(SUPPLIED MATERIAL begins)

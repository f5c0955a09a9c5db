use serde::{Deserialize, Serialize};

use super::ProjectId;

/// Snapshot of the Toggl timer.
#[derive(Debug, Clone, Default, PartialEq, Eq, Serialize, Deserialize)]
pub struct TrackerState {
    /// Project of the running time entry, if any
    pub project_id: Option<ProjectId>,
    /// Display name of that project
    pub project_name: Option<String>,
    /// Description of the running time entry
    pub entry: Option<String>,
    pub entry_id: Option<u64>,
}

impl TrackerState {
    /// No time entry is running.
    pub fn idle() -> Self {
        Self::default()
    }

    pub fn with_project(project_id: ProjectId) -> Self {
        Self {
            project_id: Some(project_id),
            ..Self::default()
        }
    }
}

/// Snapshot of the Particle board.
///
/// Values are read from separate cloud variables, so any of them may be
/// missing. Only `actual_position` takes part in reconciliation.
#[derive(Debug, Clone, Default, PartialEq, Eq, Serialize, Deserialize)]
pub struct DeviceState {
    /// Slot the board is physically showing (0 = off)
    pub actual_position: Option<i32>,
    /// Slot the board is moving towards
    pub target_position: Option<i32>,
    /// Raw position sensor reading
    pub sensor_value: Option<i32>,
}

impl DeviceState {
    pub fn at(position: i32) -> Self {
        Self {
            actual_position: Some(position),
            ..Self::default()
        }
    }
}

/// Both sides as observed during one reconciliation cycle.
#[derive(Debug, Clone, Default, PartialEq, Eq, Serialize, Deserialize)]
pub struct ObservedState {
    pub tracker: TrackerState,
    pub device: DeviceState,
}

impl ObservedState {
    pub fn new(tracker: TrackerState, device: DeviceState) -> Self {
        Self { tracker, device }
    }
}
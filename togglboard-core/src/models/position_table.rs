use serde::{Deserialize, Serialize};
use std::collections::HashSet;
use std::fmt;

/// Number of project slots on the physical board (position 0 is "off").
pub const DEFAULT_SLOT_COUNT: usize = 7;

/// A Toggl project identifier.
#[derive(Debug, Clone, Copy, PartialEq, Eq, Hash, Serialize, Deserialize)]
#[serde(transparent)]
pub struct ProjectId(pub u64);

impl fmt::Display for ProjectId {
    fn fmt(&self, f: &mut fmt::Formatter<'_>) -> fmt::Result {
        write!(f, "{}", self.0)
    }
}

impl From<u64> for ProjectId {
    fn from(id: u64) -> Self {
        ProjectId(id)
    }
}

/// Maps board slots to Toggl projects.
///
/// Entry `i` is shown at device position `i + 1`; device position 0 is
/// reserved for "no project". The table only describes the board when it
/// has exactly `slots` entries; see [`PositionTable::is_complete`].
#[derive(Debug, Clone, PartialEq, Eq, Serialize)]
pub struct PositionTable {
    projects: Vec<ProjectId>,
    slots: usize,
}

impl PositionTable {
    /// Creates a table for the standard seven-slot board.
    pub fn new(projects: Vec<ProjectId>) -> Self {
        Self::with_slots(projects, DEFAULT_SLOT_COUNT)
    }

    pub fn with_slots(projects: Vec<ProjectId>, slots: usize) -> Self {
        Self { projects, slots }
    }

    /// Number of configured projects.
    pub fn len(&self) -> usize {
        self.projects.len()
    }

    pub fn is_empty(&self) -> bool {
        self.projects.is_empty()
    }

    /// Number of slots on the board (N).
    pub fn slots(&self) -> usize {
        self.slots
    }

    /// True when every slot has exactly one project.
    pub fn is_complete(&self) -> bool {
        self.projects.len() == self.slots
    }

    /// First project that appears on more than one slot.
    ///
    /// Lookups return the first matching slot, so a repeated project makes
    /// its later slots unreachable from the tracker side.
    pub fn duplicate(&self) -> Option<ProjectId> {
        let mut seen = HashSet::new();
        self.projects.iter().copied().find(|id| !seen.insert(*id))
    }

    pub fn get(&self, index: usize) -> Option<ProjectId> {
        self.projects.get(index).copied()
    }

    pub fn iter(&self) -> impl Iterator<Item = ProjectId> + '_ {
        self.projects.iter().copied()
    }
}

impl<T: Into<ProjectId>> FromIterator<T> for PositionTable {
    fn from_iter<I: IntoIterator<Item = T>>(iter: I) -> Self {
        Self::new(iter.into_iter().map(Into::into).collect())
    }
}
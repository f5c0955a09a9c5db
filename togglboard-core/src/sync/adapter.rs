use async_trait::async_trait;

use super::error::AdapterError;
use crate::models::{DeviceState, ProjectId, TrackerState};

/// Read/write access to the time tracker's running project.
#[async_trait]
pub trait TrackerAdapter: Send + Sync {
    async fn get_current_state(&self) -> Result<TrackerState, AdapterError>;

    /// Starts tracking `project`, or stops the running entry on `None`.
    ///
    /// Returns the tracker state after the change.
    async fn set_current_state(
        &self,
        project: Option<ProjectId>,
    ) -> Result<TrackerState, AdapterError>;
}

/// Read/write access to the board's position.
#[async_trait]
pub trait DeviceAdapter: Send + Sync {
    async fn get_current_state(&self) -> Result<DeviceState, AdapterError>;

    /// Asks the board to move to `position` (0 = off).
    async fn set_current_state(&self, position: usize) -> Result<DeviceState, AdapterError>;
}
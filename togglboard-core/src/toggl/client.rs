//! HTTP client for the Toggl API.

use async_trait::async_trait;
use base64::engine::general_purpose::STANDARD;
use base64::Engine;
use reqwest::{Method, RequestBuilder};
use serde::de::DeserializeOwned;

use super::types::{MeResponse, NewTimeEntry, StartRequest, TimeEntryResponse};
use crate::models::{ProjectId, TrackerState};
use crate::sync::{AdapterError, TrackerAdapter};

pub const DEFAULT_TOGGL_URL: &str = "https://www.toggl.com/api/v8";

const CONNECTION_FAILED: &str = "Connection to Toggl API failed!";
const UNEXPECTED_RESPONSE: &str = "Unexpected Toggl response!";
const CREATED_WITH: &str = "TogglBoard";

/// Toggl API client.
///
/// Authenticates with the account's API token using HTTP basic auth.
#[derive(Debug, Clone)]
pub struct TogglClient {
    http: reqwest::Client,
    base_url: String,
    api_token: String,
}

impl TogglClient {
    pub fn new(api_token: impl Into<String>) -> Self {
        Self {
            http: reqwest::Client::new(),
            base_url: DEFAULT_TOGGL_URL.to_string(),
            api_token: api_token.into(),
        }
    }

    /// Points the client at a different API root (used by tests).
    pub fn with_base_url(mut self, base_url: impl Into<String>) -> Self {
        self.base_url = base_url.into().trim_end_matches('/').to_string();
        self
    }

    /// Value of the `Authorization` header.
    pub fn authorization(&self) -> String {
        let credentials = STANDARD.encode(format!("{}:api_token", self.api_token));
        format!("Basic {}", credentials)
    }

    /// Checks that the token is accepted.
    pub async fn test(&self) -> Result<(), AdapterError> {
        self.send(self.request(Method::GET, "/me")).await?;
        Ok(())
    }

    fn request(&self, method: Method, path: &str) -> RequestBuilder {
        self.http
            .request(method, format!("{}{}", self.base_url, path))
            .header(reqwest::header::AUTHORIZATION, self.authorization())
            .header(reqwest::header::CONTENT_TYPE, "application/json")
    }

    async fn send(&self, request: RequestBuilder) -> Result<Vec<u8>, AdapterError> {
        let response = request.send().await.map_err(|e| {
            tracing::debug!("Toggl request failed: {}", e);
            AdapterError::Unreachable(CONNECTION_FAILED.to_string())
        })?;

        if !response.status().is_success() {
            tracing::debug!("Toggl returned status {}", response.status());
            return Err(AdapterError::Unreachable(CONNECTION_FAILED.to_string()));
        }

        response
            .bytes()
            .await
            .map(|body| body.to_vec())
            .map_err(|_| AdapterError::Unreachable(CONNECTION_FAILED.to_string()))
    }

    async fn send_json<T: DeserializeOwned>(
        &self,
        request: RequestBuilder,
    ) -> Result<T, AdapterError> {
        let body = self.send(request).await?;
        serde_json::from_slice(&body).map_err(|e| {
            tracing::debug!("Failed to decode Toggl response: {}", e);
            AdapterError::UnexpectedResponse(UNEXPECTED_RESPONSE.to_string())
        })
    }

    async fn fetch_me(&self) -> Result<MeResponse, AdapterError> {
        self.send_json(self.request(Method::GET, "/me?with_related_data=true"))
            .await
    }
}

#[async_trait]
impl TrackerAdapter for TogglClient {
    async fn get_current_state(&self) -> Result<TrackerState, AdapterError> {
        Ok(self.fetch_me().await?.data.current_state())
    }

    async fn set_current_state(
        &self,
        project: Option<ProjectId>,
    ) -> Result<TrackerState, AdapterError> {
        let me = self.fetch_me().await?.data;
        let current = me.current_state();

        match project {
            None => match me.running_entry() {
                None => Ok(current),
                Some(entry) => {
                    let path = format!("/time_entries/{}/stop", entry.id);
                    self.send(self.request(Method::PUT, &path)).await?;
                    tracing::debug!(entry_id = entry.id, "stopped Toggl time entry");
                    Ok(TrackerState::idle())
                }
            },
            Some(project_id) if current.project_id == Some(project_id) => Ok(current),
            Some(project_id) => {
                let body = StartRequest {
                    time_entry: NewTimeEntry {
                        pid: Some(project_id.0),
                        created_with: CREATED_WITH,
                    },
                };
                let started: TimeEntryResponse = self
                    .send_json(self.request(Method::POST, "/time_entries/start").json(&body))
                    .await?;
                tracing::debug!(
                    entry_id = started.data.id,
                    project = %project_id,
                    "started Toggl time entry"
                );
                Ok(me.state_for(&started.data))
            }
        }
    }
}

(SUPPLIED MATERIAL ends)

Among the lines of the data, which ones contain the word "filename"? Show them.

filename togglboard-core/src/models/position_table.rs
filename togglboard-core/src/sync/adapter.rs
filename togglboard-core/src/toggl/client.rs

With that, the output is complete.